§ TASK DIRECTIONS: In the records below, find the line with "A pong arrived." and the line with "let mut sent". Print both exactly, along with every line between them, and no other line.

§ Dataset entries:
╭──

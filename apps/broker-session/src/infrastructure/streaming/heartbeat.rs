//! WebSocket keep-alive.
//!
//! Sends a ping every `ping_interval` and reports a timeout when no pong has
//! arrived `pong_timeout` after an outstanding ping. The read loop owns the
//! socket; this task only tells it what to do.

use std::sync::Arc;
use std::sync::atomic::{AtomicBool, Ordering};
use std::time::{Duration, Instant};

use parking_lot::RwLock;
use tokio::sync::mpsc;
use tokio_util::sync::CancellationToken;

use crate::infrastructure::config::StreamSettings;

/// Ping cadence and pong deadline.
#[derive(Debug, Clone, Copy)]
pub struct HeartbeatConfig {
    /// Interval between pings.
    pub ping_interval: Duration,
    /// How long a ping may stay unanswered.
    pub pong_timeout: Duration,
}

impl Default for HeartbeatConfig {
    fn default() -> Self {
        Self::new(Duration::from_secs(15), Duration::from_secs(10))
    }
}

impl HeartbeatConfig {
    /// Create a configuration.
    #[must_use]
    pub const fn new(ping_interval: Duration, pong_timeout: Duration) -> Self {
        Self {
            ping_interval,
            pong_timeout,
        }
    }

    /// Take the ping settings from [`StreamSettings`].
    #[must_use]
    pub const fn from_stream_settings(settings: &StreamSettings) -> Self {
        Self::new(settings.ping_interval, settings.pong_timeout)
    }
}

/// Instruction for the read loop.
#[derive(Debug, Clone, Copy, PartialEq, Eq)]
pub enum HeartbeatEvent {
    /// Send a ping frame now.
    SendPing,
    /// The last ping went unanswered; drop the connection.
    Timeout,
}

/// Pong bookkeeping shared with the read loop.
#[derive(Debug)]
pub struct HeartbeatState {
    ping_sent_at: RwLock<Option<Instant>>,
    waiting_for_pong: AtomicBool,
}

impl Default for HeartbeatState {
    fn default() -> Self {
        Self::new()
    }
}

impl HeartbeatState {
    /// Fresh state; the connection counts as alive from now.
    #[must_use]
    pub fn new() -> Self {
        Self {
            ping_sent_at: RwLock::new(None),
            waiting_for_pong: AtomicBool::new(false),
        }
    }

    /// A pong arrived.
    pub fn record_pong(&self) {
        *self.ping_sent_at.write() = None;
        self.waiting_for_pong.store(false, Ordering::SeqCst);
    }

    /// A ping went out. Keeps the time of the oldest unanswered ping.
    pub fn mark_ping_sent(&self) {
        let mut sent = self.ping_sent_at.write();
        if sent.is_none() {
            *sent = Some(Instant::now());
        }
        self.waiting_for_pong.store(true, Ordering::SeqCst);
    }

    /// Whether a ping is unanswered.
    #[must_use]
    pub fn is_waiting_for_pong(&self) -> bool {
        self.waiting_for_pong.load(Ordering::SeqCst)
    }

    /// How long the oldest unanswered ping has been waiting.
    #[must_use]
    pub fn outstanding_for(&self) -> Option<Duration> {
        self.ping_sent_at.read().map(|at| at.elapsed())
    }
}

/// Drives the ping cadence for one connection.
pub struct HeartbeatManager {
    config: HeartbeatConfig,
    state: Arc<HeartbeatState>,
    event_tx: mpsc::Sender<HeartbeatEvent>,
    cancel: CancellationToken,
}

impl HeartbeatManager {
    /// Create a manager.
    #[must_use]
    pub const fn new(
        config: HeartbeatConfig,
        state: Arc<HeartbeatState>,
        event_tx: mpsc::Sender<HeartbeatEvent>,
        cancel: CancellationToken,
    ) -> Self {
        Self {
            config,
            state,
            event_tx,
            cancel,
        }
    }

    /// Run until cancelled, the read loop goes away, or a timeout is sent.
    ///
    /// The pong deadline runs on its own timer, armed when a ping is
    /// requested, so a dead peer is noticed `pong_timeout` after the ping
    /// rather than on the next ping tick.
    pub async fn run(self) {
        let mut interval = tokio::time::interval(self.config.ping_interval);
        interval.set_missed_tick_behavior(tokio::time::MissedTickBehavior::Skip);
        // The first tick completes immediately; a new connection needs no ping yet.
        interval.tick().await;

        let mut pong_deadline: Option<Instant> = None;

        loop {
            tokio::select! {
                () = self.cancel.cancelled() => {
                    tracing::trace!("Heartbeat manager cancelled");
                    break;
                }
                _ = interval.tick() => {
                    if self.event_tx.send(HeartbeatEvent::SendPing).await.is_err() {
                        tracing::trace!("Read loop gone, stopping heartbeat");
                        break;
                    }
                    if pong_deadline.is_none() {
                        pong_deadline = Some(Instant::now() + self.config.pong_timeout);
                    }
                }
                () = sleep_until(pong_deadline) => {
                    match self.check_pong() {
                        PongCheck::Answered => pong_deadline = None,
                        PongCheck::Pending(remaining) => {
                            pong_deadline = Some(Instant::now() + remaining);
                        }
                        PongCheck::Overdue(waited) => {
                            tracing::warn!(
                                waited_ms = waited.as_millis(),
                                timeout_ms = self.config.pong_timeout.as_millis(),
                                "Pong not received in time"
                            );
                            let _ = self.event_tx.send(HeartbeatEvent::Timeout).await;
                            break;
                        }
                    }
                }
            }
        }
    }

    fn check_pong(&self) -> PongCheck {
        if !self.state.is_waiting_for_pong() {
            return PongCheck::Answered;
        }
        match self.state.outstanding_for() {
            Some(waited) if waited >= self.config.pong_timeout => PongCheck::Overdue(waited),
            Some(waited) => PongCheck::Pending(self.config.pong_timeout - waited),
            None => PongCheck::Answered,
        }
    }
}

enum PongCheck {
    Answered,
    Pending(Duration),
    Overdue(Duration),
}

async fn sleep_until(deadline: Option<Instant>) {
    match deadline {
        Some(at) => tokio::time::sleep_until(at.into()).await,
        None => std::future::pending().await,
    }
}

╰──

§ WRITTEN ANSWER:
    /// A pong arrived.
    pub fn record_pong(&self) {
        *self.ping_sent_at.write() = None;
        self.waiting_for_pong.store(false, Ordering::SeqCst);
    }

    /// A ping went out. Keeps the time of the oldest unanswered ping.
    pub fn mark_ping_sent(&self) {
        let mut sent = self.ping_sent_at.write();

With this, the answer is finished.